Oprahpokalips

Aug 13, 2008 01:22



Oprah does not fear Death. Oprah has discovered "The Omega Effect", a superluminous energy that shoots out of Eckhart Tolle's eyes, filling dying cancer victims, having connected to her Chicago studio via Skype, with a blaze of unadulterated bliss. OIt is the sort of bliss that a head-nodding, jibberish-spouting Oprah says is "like a spiritual enema". prah begins her show by sauntering out, fists pumping, to a Nina Simone song, "Ain't I got no, I got Life". Her guest cancer victim's eyes wiggle singed eyelashes, wax shaped tears falling from them, "it's like honey in the tea of religion," says oprah, emphasizing the space around her eyes, pale-white blotches, a mismatched tan that makes her look like a comic book superheroine. Just then, Tina, a hispanic girl connecting via Skype from Los Angeles, complains that the Omega Effect "takes the fun out of life. I just want to find a partner, enjoy my job, what's the poi--" but Oprah's dark stare silences the room. After five seconds without gestures, Tina's eyes become golden and sparkle, and the entire studio flashes into a pink-and-yellow light as Neil Young 's "It's a Dream" marks the passing of time. The scene commences exactly a week later--"last week", says Oprah, "you told the audience you didn't get the answer you wanted. But you have now, right?", Eckhart smiles and Tina nods her head, "blah blah oneness" says Tina, "blah blah being-in-the-moment. Blah Blah Godshead." Tina puts a coonskin cap on her head, adjusts a rifle and leaves the room. Jenny from Australia appears on Skype and tells Oprah that the Omega Effect has helped her abusive husband stop hitting her, "we've really moved beyond the abuse", she tells her, and Oprah smile, but a joyful tear falls down the wrong creek in her face and flies off, snowballing and growing larger, rolling into a blood-red fireball until it crashes into and vaporizes Jenny, who cries because "it feels so good, I can't believe I was always scared"

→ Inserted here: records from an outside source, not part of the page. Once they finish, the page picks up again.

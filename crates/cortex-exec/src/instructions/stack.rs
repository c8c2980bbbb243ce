//! The neuron and value stacks, control transfer, calls and solving.

use std::sync::Arc;

use cortex_core::{NeuronId, NeuronKind, Opcode};

use super::{core, one, render, unsupported};
use crate::error::InstructionError;
use crate::processor::{is_system_variable, Processor};
use crate::value::Outcome;

pub(super) fn execute(p: &mut Processor, op: Opcode, args: &[NeuronId]) -> Result<Outcome, InstructionError> {
    let brain = Arc::clone(p.brain());

    let outcome = match op {
        Opcode::Push => {
            p.neurons.extend_from_slice(args);
            Outcome::Empty
        }
        Opcode::Pop => one(&brain, op, p.neurons.pop(), "neuron stack is empty")?,
        Opcode::Peek => one(&brain, op, p.neurons.last().copied(), "neuron stack is empty")?,
        Opcode::StackCount => Outcome::Int(p.neurons.len() as i64),
        Opcode::PushValue => {
            p.values.push(args.to_vec());
            Outcome::Empty
        }
        Opcode::PopValue => {
            for (position, &variable) in args.iter().enumerate() {
                let kind = brain.kind_of(variable).map_err(core(op))?;
                if kind != NeuronKind::Variable || is_system_variable(variable) {
                    return Err(InstructionError::ArgumentKind {
                        op,
                        position,
                        expected: "writable local variable",
                        found: variable,
                    });
                }
            }
            if p.values.len() < args.len() {
                return Err(InstructionError::miss(
                    op,
                    format!("value stack holds {} of {} entries", p.values.len(), args.len()),
                ));
            }
            for &variable in args {
                let values = p.values.pop().unwrap_or_default();
                p.bind_saved(variable, values);
            }
            Outcome::Empty
        }
        Opcode::Return => {
            p.do_return(op, args.to_vec())?;
            Outcome::Empty
        }
        Opcode::ReturnValueIf => {
            if p.eval_truth(args[0])? {
                let values = p.resolve(&args[1..])?;
                p.do_return(op, values.to_vec())?;
            }
            Outcome::Empty
        }
        Opcode::ExitConditional => {
            p.exit_conditional(op)?;
            Outcome::Empty
        }
        Opcode::ExitLink => {
            p.exit_link(op)?;
            Outcome::Empty
        }
        Opcode::Break => {
            p.break_loop(op)?;
            Outcome::Empty
        }
        Opcode::Continue => {
            p.continue_loop(op)?;
            Outcome::Empty
        }
        Opcode::Call => Outcome::Neurons(p.call_code(args[0], &args[1..])?),
        Opcode::Solve => {
            let base = p.neurons.len();
            // Reversed, so the first argument is solved first.
            p.neurons.extend(args.iter().rev());
            p.solve_stack(base)?;
            Outcome::Empty
        }
        Opcode::Log => {
            let line = args.iter().map(|&id| render(&brain, id)).collect::<Vec<_>>().join(" ");
            p.write_log(line);
            Outcome::Empty
        }
        other => return Err(unsupported(other, "stack")),
    };
    Ok(outcome)
}
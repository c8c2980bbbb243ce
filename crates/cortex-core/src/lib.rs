//! Graph store for the cortex engine.
//!
//! The brain is a concurrently accessed graph of [`Neuron`]s joined by
//! [`Link`]s. Each neuron has five independently lockable aspects, and
//! every multi-neuron operation takes its locks as one batch in a global
//! order, which rules out deadlock between concurrent operations.
//!
//! # Modules
//!
//! - [`id`]: `NeuronId`, `LinkKey`
//! - [`kind`]: neuron kinds and payloads
//! - [`opcode`]: the closed instruction vocabulary
//! - [`predefined`]: neurons every brain carries at fixed ids
//! - [`neuron`], [`link`]: the node model
//! - [`lock`]: aspects, lock manager, lock sets
//! - [`pool`]: pooled scratch buffers
//! - [`selection`]: restartable, duplicable cursors
//! - [`brain`]: the registry and all structural operations
//! - [`event`], [`changes`], [`config`]: notifications, change tracking, tunables

pub mod brain;
pub mod changes;
pub mod config;
pub mod error;
pub mod event;
pub mod id;
pub mod kind;
pub mod link;
pub mod lock;
pub mod neuron;
pub mod opcode;
pub mod pool;
pub mod predefined;
pub mod selection;

// Re-export commonly used types
pub use brain::Brain;
pub use changes::ChangeSet;
pub use config::{BrainConfig, CancelToken};
pub use error::CoreError;
pub use event::BrainEvent;
pub use id::{LinkKey, NeuronId};
pub use kind::{ConditionalKind, NeuronKind, Payload, TimerState};
pub use link::{Link, LinkParts};
pub use lock::{Aspect, LockError, LockMode, LockRequest, LockSet, LockStats};
pub use neuron::{Neuron, NeuronParts};
pub use opcode::{ArgCount, Family, Opcode, ResultShape};
pub use pool::{BufferPool, Factories, PoolStats, Pooled};
pub use predefined::Predefined;
pub use selection::Selection;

The audience is frightened-- it is then that Oprah's intergalactic arms dealer, silent partner and avid book club enthusiast Darkseid, a rock contoured alien demi-god, arrives to calm the audience, who are screaming and running into the parking lot. Oprah tries to appease them by giving them Geo's, but Darkseid crudely manifests them by making them appear above the audience's heads, falling quickly to the ground and crushing them. "Evolve or Die!!" screams oprah, trying to smile into the camera as the show goes off the air, "Evolve Or Die!! Evolve Or Die!! Evolve Or Die!! Evolve Or Die!!! Evolve or Diee!!", children and old women and pregnant transvestites are stuck underneath the Geos, whose brutal inhuman weight gnarls into mad contortions, crushing their victims like butterflies in slow motion. "Thanks for watching, Everybody" says Darkseid, who obliterates Eckhart with zig-zagging eye-blasts to the chakra, which causes his sense of smell and love of music to implode, collapsing his liver into his knees, who obliterates the producers; destroys the cameras that buckle, fall onto their backs like dying lizards and shoot into the air like hanged-men's ejaculating death-spasms, "thanks for watching everybody" says Darkseid, who obliterates the producers, who watch the glass shatter slowly before them and can't tell whether their unkempt hair in the ever-shattering reflection or the emotional geometries of the frightened audience deserve more attention, "thanks for watching, see you next time", says darkseid, who destroys the ceiling, which crumbles and falls down on the air, as Oprah pumps her fists and screams into the camera: "evolve or die!! evolve or die!! evolve or die!!", and a light fills the room, annihilating everything it touches like the love of a good book.